JE Krol, HD Nguyen, LM Rogers, H Heyenal, SM Krone, and EM Top


Although biofilms represent a common bacterial life style in clinically and environmentally important habitats, there is scant information on the extent of gene transfer in these spatially structured populations. The objective of this study was to gain insight into factors that affect transfer of the promiscuous multi-drug resistance plasmid pB10 in E. coli biofilms. Biofilms were grown in different experimental settings and plasmid transfer was monitored using laser scanning confocal microscopy and plate counting. In closed flow cells, plasmid transfer in surface-attached submerged biofilms was negligible. In contrast, high plasmid transfer efficiency was observed in a biofilm floating at the air-liquid interface in an open flow cell under low flow rates. A vertical flow cell and a batch culture biofilm reactor were then used to detect plasmid transfer at different depths away from the air-liquid interface. Extensive plasmid transfer only occurred in a narrow zone near that interface. The much lower transfer frequency in the lower zones coincided with rapidly decreasing oxygen concentrations. However, when an E. coli csrA mutant was used as recipient, a thick biofilm was obtained at all depths, and plasmid transfer occurred at similar frequencies throughout.
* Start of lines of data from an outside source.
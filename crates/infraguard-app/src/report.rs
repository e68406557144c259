use anyhow::Context;
use camino::Utf8Path;
use infraguard_types::ScanReport;

pub fn serialize_report(report: &ScanReport) -> anyhow::Result<Vec<u8>> {
    serde_json::to_vec_pretty(report).context("serialize report")
}

/// Write the JSON report to `path`, creating parent directories as needed.
pub fn write_report(path: &Utf8Path, report: &ScanReport) -> anyhow::Result<()> {
    if let Some(parent) = path.parent().filter(|p| !p.as_str().is_empty()) {
        std::fs::create_dir_all(parent).with_context(|| format!("create dir {parent}"))?;
    }
    let bytes = serialize_report(report)?;
    std::fs::write(path, bytes).with_context(|| format!("write report {path}"))
}
use crate::registry::{Registry, RegistryError};

pub(crate) mod apigateway;
pub(crate) mod mq;
pub(crate) mod s3;
pub(crate) mod vpc;

pub(crate) fn register(registry: &mut Registry) -> Result<(), RegistryError> {
    apigateway::register(registry)?;
    mq::register(registry)?;
    s3::register(registry)?;
    vpc::register(registry)?;
    Ok(())
}
// Copyright (C) 2026  Caprica Software Limited
//
// This program is free software: you can redistribute it and/or modify
// it under the terms of the GNU General Public License as published by
// the Free Software Foundation, either version 3 of the License, or
// (at your option) any later version.
//
// This program is distributed in the hope that it will be useful,
// but WITHOUT ANY WARRANTY; without even the implied warranty of
// MERCHANTABILITY or FITNESS FOR A PARTICULAR PURPOSE.  See the
// GNU General Public License for more details.
//
// You should have received a copy of the GNU General Public License
// along with this program.  If not, see <https://www.gnu.org/licenses/>.

use crate::model::SelectedTrack;

const LIST_TITLE: &str = "Mario Kart World - Random Track Selection";

/// Renders a selection as a plain-text list suitable for pasting: a fixed
/// title, a rule of `=` characters, then one `<order>. <name> [<badge>]`
/// line per track in running order.
///
/// Pure text construction; handing the result to the system clipboard is
/// up to the caller.
pub fn format_track_list(selection: &[SelectedTrack]) -> String {
    let mut sorted: Vec<&SelectedTrack> = selection.iter().collect();
    sorted.sort_by_key(|s| s.order);

    let mut out = String::new();
    out.push_str(LIST_TITLE);
    out.push('\n');
    out.push_str(&"=".repeat(LIST_TITLE.len()));
    for entry in sorted {
        out.push('\n');
        out.push_str(&format!(
            "{}. {} [{}]",
            entry.order,
            entry.track.name,
            entry.track.badge()
        ));
    }
    out
}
These results and data from separate aerobic and anaerobic matings suggest that oxygen can affect IncP-1 plasmid transfer efficiency, not only directly but also indirectly through influencing population densities and therefore co-localization of donors and recipients. In conclusion, the air-liquid interface can be a hot-spot for plasmid-mediated gene transfer due to high densities of juxtaposed donor and recipients cells.